§ **Directions**: Each line of the entries below that includes "caller" belongs in your answer.
== Data extracts ==
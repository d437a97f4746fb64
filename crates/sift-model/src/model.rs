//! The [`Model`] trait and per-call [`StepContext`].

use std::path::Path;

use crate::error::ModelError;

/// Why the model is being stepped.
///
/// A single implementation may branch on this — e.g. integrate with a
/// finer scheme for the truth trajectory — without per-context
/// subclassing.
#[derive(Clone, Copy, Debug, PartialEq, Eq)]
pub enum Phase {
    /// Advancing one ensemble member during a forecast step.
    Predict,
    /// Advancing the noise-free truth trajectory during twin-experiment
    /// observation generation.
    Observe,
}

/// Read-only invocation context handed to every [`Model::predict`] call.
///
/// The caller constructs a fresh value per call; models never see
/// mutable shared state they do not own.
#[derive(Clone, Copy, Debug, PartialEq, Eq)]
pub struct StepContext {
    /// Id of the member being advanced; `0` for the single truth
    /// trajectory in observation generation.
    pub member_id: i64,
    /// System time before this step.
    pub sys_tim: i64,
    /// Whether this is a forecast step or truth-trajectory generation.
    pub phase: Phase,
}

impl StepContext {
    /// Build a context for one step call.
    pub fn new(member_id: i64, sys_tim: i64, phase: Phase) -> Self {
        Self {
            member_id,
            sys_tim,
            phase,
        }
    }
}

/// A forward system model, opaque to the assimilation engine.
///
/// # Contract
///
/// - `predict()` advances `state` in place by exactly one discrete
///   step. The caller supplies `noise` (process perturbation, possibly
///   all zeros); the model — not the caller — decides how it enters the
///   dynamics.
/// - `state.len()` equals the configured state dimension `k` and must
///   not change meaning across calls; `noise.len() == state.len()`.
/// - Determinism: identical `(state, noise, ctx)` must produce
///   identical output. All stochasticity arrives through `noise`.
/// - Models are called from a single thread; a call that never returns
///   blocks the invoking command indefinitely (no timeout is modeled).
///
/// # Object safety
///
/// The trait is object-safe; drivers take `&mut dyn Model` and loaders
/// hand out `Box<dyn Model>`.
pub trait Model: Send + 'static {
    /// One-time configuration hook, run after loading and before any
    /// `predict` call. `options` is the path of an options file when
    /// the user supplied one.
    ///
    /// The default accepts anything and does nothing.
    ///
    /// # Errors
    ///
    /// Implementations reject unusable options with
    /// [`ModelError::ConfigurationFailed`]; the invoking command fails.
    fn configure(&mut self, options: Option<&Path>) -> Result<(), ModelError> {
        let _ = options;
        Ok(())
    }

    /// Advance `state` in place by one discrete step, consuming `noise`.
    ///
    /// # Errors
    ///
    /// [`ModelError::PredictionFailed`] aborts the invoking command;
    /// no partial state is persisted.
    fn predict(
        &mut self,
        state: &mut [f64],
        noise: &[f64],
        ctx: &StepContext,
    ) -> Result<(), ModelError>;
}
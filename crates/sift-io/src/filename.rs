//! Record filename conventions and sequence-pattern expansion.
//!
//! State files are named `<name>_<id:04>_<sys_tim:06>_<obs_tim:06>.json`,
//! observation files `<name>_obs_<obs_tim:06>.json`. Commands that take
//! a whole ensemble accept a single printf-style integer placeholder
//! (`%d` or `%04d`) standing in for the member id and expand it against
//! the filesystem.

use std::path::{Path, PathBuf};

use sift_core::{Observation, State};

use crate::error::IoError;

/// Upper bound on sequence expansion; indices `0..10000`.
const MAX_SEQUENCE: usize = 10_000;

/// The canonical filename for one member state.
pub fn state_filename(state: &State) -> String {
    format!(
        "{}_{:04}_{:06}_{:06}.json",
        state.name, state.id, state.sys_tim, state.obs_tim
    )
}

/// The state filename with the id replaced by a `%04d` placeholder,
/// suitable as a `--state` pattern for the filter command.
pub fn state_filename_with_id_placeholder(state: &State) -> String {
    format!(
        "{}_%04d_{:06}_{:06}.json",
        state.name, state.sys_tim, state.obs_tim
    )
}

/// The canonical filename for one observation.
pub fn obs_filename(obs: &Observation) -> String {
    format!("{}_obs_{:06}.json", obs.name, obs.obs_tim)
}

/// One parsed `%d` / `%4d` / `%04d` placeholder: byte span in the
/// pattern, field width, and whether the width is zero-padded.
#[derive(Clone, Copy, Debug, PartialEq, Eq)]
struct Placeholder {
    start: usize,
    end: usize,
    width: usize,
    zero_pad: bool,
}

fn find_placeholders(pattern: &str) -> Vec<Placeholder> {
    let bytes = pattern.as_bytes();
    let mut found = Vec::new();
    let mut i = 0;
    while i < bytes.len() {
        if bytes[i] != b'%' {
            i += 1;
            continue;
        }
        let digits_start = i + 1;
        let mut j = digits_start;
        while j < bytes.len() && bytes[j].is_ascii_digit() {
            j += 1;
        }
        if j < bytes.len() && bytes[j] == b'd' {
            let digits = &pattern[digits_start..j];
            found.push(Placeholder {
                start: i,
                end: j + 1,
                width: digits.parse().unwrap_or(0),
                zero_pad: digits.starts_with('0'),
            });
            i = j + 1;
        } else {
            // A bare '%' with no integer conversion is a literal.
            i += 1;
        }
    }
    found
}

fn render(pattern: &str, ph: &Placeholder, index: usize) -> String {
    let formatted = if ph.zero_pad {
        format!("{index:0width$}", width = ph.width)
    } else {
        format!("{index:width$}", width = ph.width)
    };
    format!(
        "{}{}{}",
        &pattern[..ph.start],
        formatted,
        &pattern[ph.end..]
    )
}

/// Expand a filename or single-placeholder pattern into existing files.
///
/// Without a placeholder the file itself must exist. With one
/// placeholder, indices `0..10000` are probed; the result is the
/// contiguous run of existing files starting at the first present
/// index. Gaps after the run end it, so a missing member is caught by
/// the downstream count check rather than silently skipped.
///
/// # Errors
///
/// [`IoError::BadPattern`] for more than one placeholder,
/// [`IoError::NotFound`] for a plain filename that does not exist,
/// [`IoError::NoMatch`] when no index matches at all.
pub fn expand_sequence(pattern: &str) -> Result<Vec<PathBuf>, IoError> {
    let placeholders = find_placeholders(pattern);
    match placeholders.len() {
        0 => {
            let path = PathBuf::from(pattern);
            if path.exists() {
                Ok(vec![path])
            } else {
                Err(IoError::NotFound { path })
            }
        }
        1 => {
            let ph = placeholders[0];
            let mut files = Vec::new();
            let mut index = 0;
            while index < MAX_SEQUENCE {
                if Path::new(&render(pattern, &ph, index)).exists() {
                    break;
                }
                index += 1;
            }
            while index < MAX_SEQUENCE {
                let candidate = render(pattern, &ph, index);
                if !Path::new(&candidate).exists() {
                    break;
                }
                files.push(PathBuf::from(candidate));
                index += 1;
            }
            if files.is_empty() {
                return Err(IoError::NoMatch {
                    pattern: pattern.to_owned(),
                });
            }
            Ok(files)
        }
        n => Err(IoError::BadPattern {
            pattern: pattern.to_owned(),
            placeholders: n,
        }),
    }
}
===
§ **Expected output**:
/// The caller constructs a fresh value per call; models never see
///   step. The caller supplies `noise` (process perturbation, possibly
///   all zeros); the model — not the caller — decides how it enters the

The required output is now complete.